**Raw data**
------------------------------------------------

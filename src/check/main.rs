//! Command-line QCT/DDA checker.
//!
//! Loads the QCT list and DDA boundaries, then geocodes each address and
//! reports whether it falls in a Qualified Census Tract and/or a Difficult
//! Development Area.

use std::path::PathBuf;

use anyhow::{Context, Result};
use clap::{Parser, ValueEnum};
use tracing::info;
use tracing_subscriber::{EnvFilter, FmtSubscriber};

use qct_dda::census::FipsResolver;
use qct_dda::geocode::Geocoder;
use qct_dda::reference::ReferenceData;
use qct_dda::{Config, EligibilityResult, Pipeline};

#[derive(Debug, Clone, Copy, PartialEq, Eq, ValueEnum)]
enum OutputFormat {
    Text,
    Json,
}

#[derive(Parser, Debug)]
#[command(name = "qct-check")]
#[command(about = "Check addresses against Qualified Census Tracts and Difficult Development Areas")]
struct Args {
    /// Addresses to check (defaults to the configured list)
    addresses: Vec<String>,

    /// TOML configuration file
    #[arg(short, long)]
    config: Option<PathBuf>,

    /// CSV with a `fips` column of Qualified Census Tracts
    #[arg(long)]
    qct_file: Option<PathBuf>,

    /// DDA boundaries (.shp or .geojson)
    #[arg(long)]
    dda_file: Option<PathBuf>,

    /// EPSG code of the DDA file, overriding its declared CRS
    #[arg(long)]
    dda_epsg: Option<u16>,

    /// Region the geocoded display name must mention
    #[arg(long)]
    region: Option<String>,

    /// Result output format
    #[arg(long, value_enum, default_value = "text")]
    format: OutputFormat,
}

impl Args {
    /// Layer command-line overrides over the file (or default) configuration
    fn into_config(self) -> Result<Config> {
        let mut config = match &self.config {
            Some(path) => Config::load_from_file(path)
                .with_context(|| format!("Failed to load {}", path.display()))?,
            None => Config::default(),
        };

        if let Some(path) = self.qct_file {
            config.data.qct_file = path;
        }
        if let Some(path) = self.dda_file {
            config.data.dda_file = path;
        }
        if self.dda_epsg.is_some() {
            config.data.dda_epsg = self.dda_epsg;
        }
        if let Some(region) = self.region {
            config.geocoder.expected_region = region;
        }
        if !self.addresses.is_empty() {
            config.addresses = self.addresses;
        }

        Ok(config)
    }
}

#[tokio::main]
async fn main() -> Result<()> {
    let args = Args::parse();
    let format = args.format;

    // Initialize logging; JSON output keeps stdout for results only
    let filter = EnvFilter::try_from_default_env().unwrap_or_else(|_| EnvFilter::new("info"));
    let builder = FmtSubscriber::builder().with_env_filter(filter);
    match format {
        OutputFormat::Text => tracing::subscriber::set_global_default(builder.finish())?,
        OutputFormat::Json => tracing::subscriber::set_global_default(
            builder.with_writer(std::io::stderr).finish(),
        )?,
    }

    let config = args.into_config()?;

    info!("QCT/DDA checker");
    info!("QCT file: {}", config.data.qct_file.display());
    info!("DDA file: {}", config.data.dda_file.display());

    let reference =
        ReferenceData::load(&config.data).context("Failed to load reference data")?;

    let geocoder = Geocoder::new(&config.geocoder)?;
    let resolver = FipsResolver::new(&config.census)?;
    let pipeline = Pipeline::new(geocoder, resolver, reference);

    pipeline
        .run(&config.addresses, |result| print_result(result, format))
        .await;

    Ok(())
}

fn print_result(result: &EligibilityResult, format: OutputFormat) {
    match format {
        OutputFormat::Text => println!("{}", result),
        OutputFormat::Json => match serde_json::to_string(result) {
            Ok(line) => println!("{}", line),
            Err(e) => tracing::error!("Failed to serialize result for '{}': {}", result.address, e),
        },
    }
}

------------------------------------------------

Search the material for "OutputFormat" and copy each matching line.

enum OutputFormat {
    format: OutputFormat,
        OutputFormat::Text => tracing::subscriber::set_global_default(builder.finish())?,
        OutputFormat::Json => tracing::subscriber::set_global_default(
fn print_result(result: &EligibilityResult, format: OutputFormat) {
        OutputFormat::Text => println!("{}", result),
        OutputFormat::Json => match serde_json::to_string(result) {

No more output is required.